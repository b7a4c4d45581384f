//! KVST - Per-Connection Request Pipeline
//! Drains one TCP connection to completion: read header, validate, read
//! body, dispatch, respond, loop. Serial within a connection, so responses
//! are emitted in the same order as the requests that produced them.
//!
//! Grounded on the reference implementation's `handle_client`/
//! `handle_command` (raw sockets, `recv`/`send`), translated to
//! `std::net::TcpStream` and `Result`-based error propagation.

use std::io::{Read, Write};
use std::net::TcpStream;
use std::sync::{Arc, Mutex};

use crate::durability::AolWriter;
use crate::error::KvError;
use crate::metrics::ServerMetrics;
use crate::protocol::{self, Command, Status, HEADER_SIZE};
use crate::store::ShardedMap;

/// Shared collaborators every connection needs. Cheap to clone (all `Arc`).
#[derive(Clone)]
pub struct ConnectionContext {
    pub map: Arc<ShardedMap>,
    pub writer: Arc<Mutex<AolWriter>>,
    pub metrics: Arc<ServerMetrics>,
    /// Called when the AOL writer hits an I/O error. The log is now of
    /// unknown consistency, so this escalates to a full server shutdown
    /// rather than staying isolated to the connection (§7).
    pub trigger_fatal_shutdown: Arc<dyn Fn() + Send + Sync>,
}

/// Drain `stream` to completion, one request/response exchange at a time,
/// until the client closes the connection or a protocol violation ends it.
pub fn handle_connection(mut stream: TcpStream, ctx: ConnectionContext) {
    ctx.metrics.record_connection_opened();
    loop {
        match read_one_request(&mut stream, &ctx) {
            Ok(true) => continue,
            Ok(false) => break,
            Err(err) => {
                log::warn!("connection error: {err}");
                break;
            }
        }
    }
    ctx.metrics.record_connection_closed();
}

/// Returns `Ok(true)` if a request was handled and the loop should
/// continue, `Ok(false)` if the peer closed the connection cleanly
/// (EOF at byte 0 of a header), and `Err` on any I/O failure writing
/// the response (which always ends the connection).
fn read_one_request(stream: &mut TcpStream, ctx: &ConnectionContext) -> std::io::Result<bool> {
    let mut header_buf = [0u8; HEADER_SIZE];
    match read_fully_or_eof(stream, &mut header_buf)? {
        ReadOutcome::Eof => return Ok(false),
        ReadOutcome::Partial => {
            send_error(stream, 0, Status::ProtocolError)?;
            return Ok(false);
        }
        ReadOutcome::Complete => {}
    }

    // Sequence id lives at a fixed offset regardless of whether the rest
    // of the header validates, so error responses can still echo it (P3).
    let sequence_id = u16::from_be_bytes(header_buf[14..16].try_into().unwrap());

    let header = match protocol::decode_request_header(&header_buf) {
        Ok(header) => header,
        Err(KvError::InvalidCommand(reason)) => {
            log::debug!("invalid command from {:?}: {reason}", stream.peer_addr());
            ctx.metrics.record_protocol_error();
            send_error(stream, sequence_id, Status::InvalidCommand)?;
            return Ok(false);
        }
        Err(_) => {
            log::debug!("protocol error from {:?}", stream.peer_addr());
            ctx.metrics.record_protocol_error();
            send_error(stream, sequence_id, Status::ProtocolError)?;
            return Ok(false);
        }
    };

    let mut key = vec![0u8; header.key_length as usize];
    if !matches!(read_fully_or_eof(stream, &mut key)?, ReadOutcome::Complete) {
        ctx.metrics.record_protocol_error();
        send_error(stream, sequence_id, Status::ProtocolError)?;
        return Ok(false);
    }

    let mut value = vec![0u8; header.value_length as usize];
    if !matches!(read_fully_or_eof(stream, &mut value)?, ReadOutcome::Complete) {
        ctx.metrics.record_protocol_error();
        send_error(stream, sequence_id, Status::ProtocolError)?;
        return Ok(false);
    }

    dispatch(stream, ctx, sequence_id, header.command, key, value)?;
    Ok(true)
}

fn dispatch(
    stream: &mut TcpStream,
    ctx: &ConnectionContext,
    sequence_id: u16,
    command: Command,
    key: Vec<u8>,
    value: Vec<u8>,
) -> std::io::Result<()> {
    match command {
        Command::Get => {
            ctx.metrics.gets.fetch_add(1, std::sync::atomic::Ordering::Relaxed);
            match ctx.map.get(&key) {
                Some(value) => send_ok(stream, sequence_id, &value),
                None => send_error(stream, sequence_id, Status::KeyNotFound),
            }
        }
        Command::Set => {
            ctx.metrics.sets.fetch_add(1, std::sync::atomic::Ordering::Relaxed);
            // Logging precedes the map mutation: a crash between the two
            // cannot leave an acknowledged state unrecorded (§4.5).
            match ctx.writer.lock().expect("aol writer lock poisoned").log_set(&key, &value) {
                Ok(()) => {
                    ctx.metrics.record_aol_write();
                    ctx.map.set(key, value);
                    send_ok(stream, sequence_id, &[])
                }
                Err(err) => {
                    log::error!("AOL write failed, triggering shutdown: {err}");
                    (ctx.trigger_fatal_shutdown)();
                    send_error(stream, sequence_id, Status::InternalError)
                }
            }
        }
        Command::Delete => {
            ctx.metrics.deletes.fetch_add(1, std::sync::atomic::Ordering::Relaxed);
            // The map consult determines whether a mutation occurs at all;
            // a DELETE of an absent key is never logged (§4.5, §9).
            if ctx.map.remove(&key) {
                match ctx.writer.lock().expect("aol writer lock poisoned").log_delete(&key) {
                    Ok(()) => {
                        ctx.metrics.record_aol_write();
                        send_ok(stream, sequence_id, &[])
                    }
                    Err(err) => {
                        log::error!("AOL write failed, triggering shutdown: {err}");
                        (ctx.trigger_fatal_shutdown)();
                        send_error(stream, sequence_id, Status::InternalError)
                    }
                }
            } else {
                send_error(stream, sequence_id, Status::KeyNotFound)
            }
        }
        Command::Ping => {
            ctx.metrics.pings.fetch_add(1, std::sync::atomic::Ordering::Relaxed);
            send_ok(stream, sequence_id, &[])
        }
    }
}

fn send_ok(stream: &mut TcpStream, sequence_id: u16, payload: &[u8]) -> std::io::Result<()> {
    let bytes = protocol::encode_response(sequence_id, Status::Ok, payload);
    stream.write_all(&bytes)
}

fn send_error(stream: &mut TcpStream, sequence_id: u16, status: Status) -> std::io::Result<()> {
    let bytes = protocol::encode_response(sequence_id, status, &[]);
    stream.write_all(&bytes)
}

enum ReadOutcome {
    Eof,
    Partial,
    Complete,
}

fn read_fully_or_eof(stream: &mut TcpStream, buf: &mut [u8]) -> std::io::Result<ReadOutcome> {
    if buf.is_empty() {
        return Ok(ReadOutcome::Complete);
    }
    let mut total = 0;
    while total < buf.len() {
        let n = stream.read(&mut buf[total..])?;
        if n == 0 {
            return Ok(if total == 0 {
                ReadOutcome::Eof
            } else {
                ReadOutcome::Partial
            });
        }
        total += n;
    }
    Ok(ReadOutcome::Complete)
}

### TASK OBJECTIVE
When you repeat the lines, start with the first line of the material and end with the line that contains "ctx.metrics.record_connection_opened();", keeping both and reproducing each exactly, with nothing added.

### SOLUTION FOR THIS EXERCISE
repository b7a4c4d45581384f
//! KVST - Per-Connection Request Pipeline
//! Drains one TCP connection to completion: read header, validate, read
//! body, dispatch, respond, loop. Serial within a connection, so responses
//! are emitted in the same order as the requests that produced them.
//!
//! Grounded on the reference implementation's `handle_client`/
//! `handle_command` (raw sockets, `recv`/`send`), translated to
//! `std::net::TcpStream` and `Result`-based error propagation.

use std::io::{Read, Write};
use std::net::TcpStream;
use std::sync::{Arc, Mutex};

use crate::durability::AolWriter;
use crate::error::KvError;
use crate::metrics::ServerMetrics;
use crate::protocol::{self, Command, Status, HEADER_SIZE};
use crate::store::ShardedMap;

/// Shared collaborators every connection needs. Cheap to clone (all `Arc`).
#[derive(Clone)]
pub struct ConnectionContext {
    pub map: Arc<ShardedMap>,
    pub writer: Arc<Mutex<AolWriter>>,
    pub metrics: Arc<ServerMetrics>,
    /// Called when the AOL writer hits an I/O error. The log is now of
    /// unknown consistency, so this escalates to a full server shutdown
    /// rather than staying isolated to the connection (§7).
    pub trigger_fatal_shutdown: Arc<dyn Fn() + Send + Sync>,
}

/// Drain `stream` to completion, one request/response exchange at a time,
/// until the client closes the connection or a protocol violation ends it.
pub fn handle_connection(mut stream: TcpStream, ctx: ConnectionContext) {
    ctx.metrics.record_connection_opened();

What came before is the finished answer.